Golz In technischer Hinsicht nicht. Im politischen Sinne schon eher, auch wenn uns das ja, bis wir wählen dürfen, nicht so direkt betrifft. Ich bin mittlerweile im Alter, dass ich das darf. Ich finde aber dennoch, dass es eine leichte Überforderung ist, weil es uns in der Schule nie so wirklich erklärt wurde.

Sprechen Sie auch mit Gleichaltrigen über Politik?

Hamann Eigentlich nicht. Unser Interesse liegt eher im sozialen Bereich. Politik war noch nie mein Thema, ich finde es sehr kompliziert und deswegen ist das bei uns eher kein Thema.

Golz Doch, es kommt schon vor bei uns, dass wir über gewisse politische Themen sprechen – und uns dann auch mal an den Kopf fassen über manche Dinge.

Nimmt man die Welt als gegeben hin – oder glaubt man, Dinge auch verändern zu können?

Hamann Ich habe durchaus vor, was aus mir zu machen, möchte zum Beispiel studieren. Aber ich glaube nicht, dass ich dadurch in der Gesellschaft etwas verändern kann. Ich bin nur eine von 83 Millionen. Wenn viele mitziehen, kann man was verändern, klar. Aber wer hört bitteschön auf ein 19-jähriges Mädchen? Ich glaube nicht, dass ich alleine etwas bewirken kann.

Golz Natürlich gibt es Paradebeispiele von Jugendlichen, die etwas verändern können – Stichwort: Greta. Aber dazu braucht man Reichweite. Ich arbeite für mich und mein Leben, um glücklich zu sein. Ich kann durch Wählen meine Meinung abgeben, aber was die Politik daraus macht, darauf habe ich keinen Einfluss mehr.

Sind Sie gesellschaftlich oder politisch aktiv?

Golz Ich bin in der Katt aktiv, etwa beim Couchgeflüster oder bei der Kinderstadt. Aber ich bin in keinen Vereinen dabei. Hamann Ich habe mich am Charity-Konzert in der Katt im vergangenen Winter bei der Organisation beteiligt, weil ich die Idee toll fand.

Glauben Sie, dass es genügend Möglichkeiten für Jugendliche gibt, aktiv zu sein?

Golz Es gibt viele Vereine, gerade im sportlichen Bereich, die Jugendtreffs bieten viel an, man muss aber eben dort präsent sein, um es mitzubekommen. Das CVJM bietet Jugendfreizeiten an, das Yuca macht Tagesfahrten

Hamann Wenn man in einem Jugendtreff ist, bekommt man eben nicht unbedingt mit, was in den anderen so los ist.

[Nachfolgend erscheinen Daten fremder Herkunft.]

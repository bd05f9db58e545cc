//! Client error taxonomy.
//!
//! Transport-class failures (connection, HTTP status, undecodable body) are
//! kept distinct from service-reported failures so callers can surface the
//! service's own message verbatim for bad keys, IVs, or tampered ciphertext.

use thiserror::Error;

/// Errors returned by [`crate::RemoteCryptoClient`].
#[derive(Debug, Error)]
pub enum ClientError {
    /// Network-level failure: service unreachable, request could not be sent,
    /// or the body could not be read.
    #[error("transport error: {0}")]
    Transport(#[from] reqwest::Error),

    /// Service replied with a non-success HTTP status and no structured error.
    #[error("service returned HTTP {status}: {body}")]
    Status {
        /// HTTP status code.
        status: reqwest::StatusCode,
        /// Raw response body, possibly empty.
        body: String,
    },

    /// Success status but the body was not the expected JSON shape.
    #[error("malformed response: {0}")]
    Malformed(String),

    /// The service explicitly reported an encrypt/hash failure.
    #[error("{0}")]
    Service(String),

    /// The service explicitly reported a decrypt failure (wrong key, wrong
    /// IV, or corrupt ciphertext). Message is service-supplied.
    #[error("{0}")]
    Decrypt(String),

    /// The configured base URL could not be joined with an endpoint path.
    #[error("invalid endpoint url: {0}")]
    Url(#[from] url::ParseError),
}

Golz Es gibt schon eine ganze Menge, aber es könnte auch noch mehr sein.

Was halten Sie davon, das Wahlalter auf 16 Jahre zu senken?

Golz Das ist absolut vernünftig, meiner Meinung nach. Wir dürfen ja mit 16 den Bürgermeister mitwählen, warum also auch nicht den Rest? Ich glaube nicht, dass die Jugendlichen in den zwei Jahren noch so viel an Reife zulegen, als dass es rechtfertigen würde, nicht wählen zu dürfen.

Hamann Man hat mit 16 Jahren in der Regel die zehn Schuljahre absolviert – und hat dann auch entsprechend viel mitbekommen. Es gibt auch viele Jugendliche, die sich schon mit 16 stark engagieren. Denen gegenüber ist es nicht fair, dass sie erst mit 18 wählen dürfen.

Golz Wenn wir erst mit 18 wählen dürfen, sind wir aus der Jugend schon fast wieder raus – daher wäre es schon schön, wenn wir möglichst früh über Dinge, die auch Jugendliche betreffen, mitentscheiden dürften.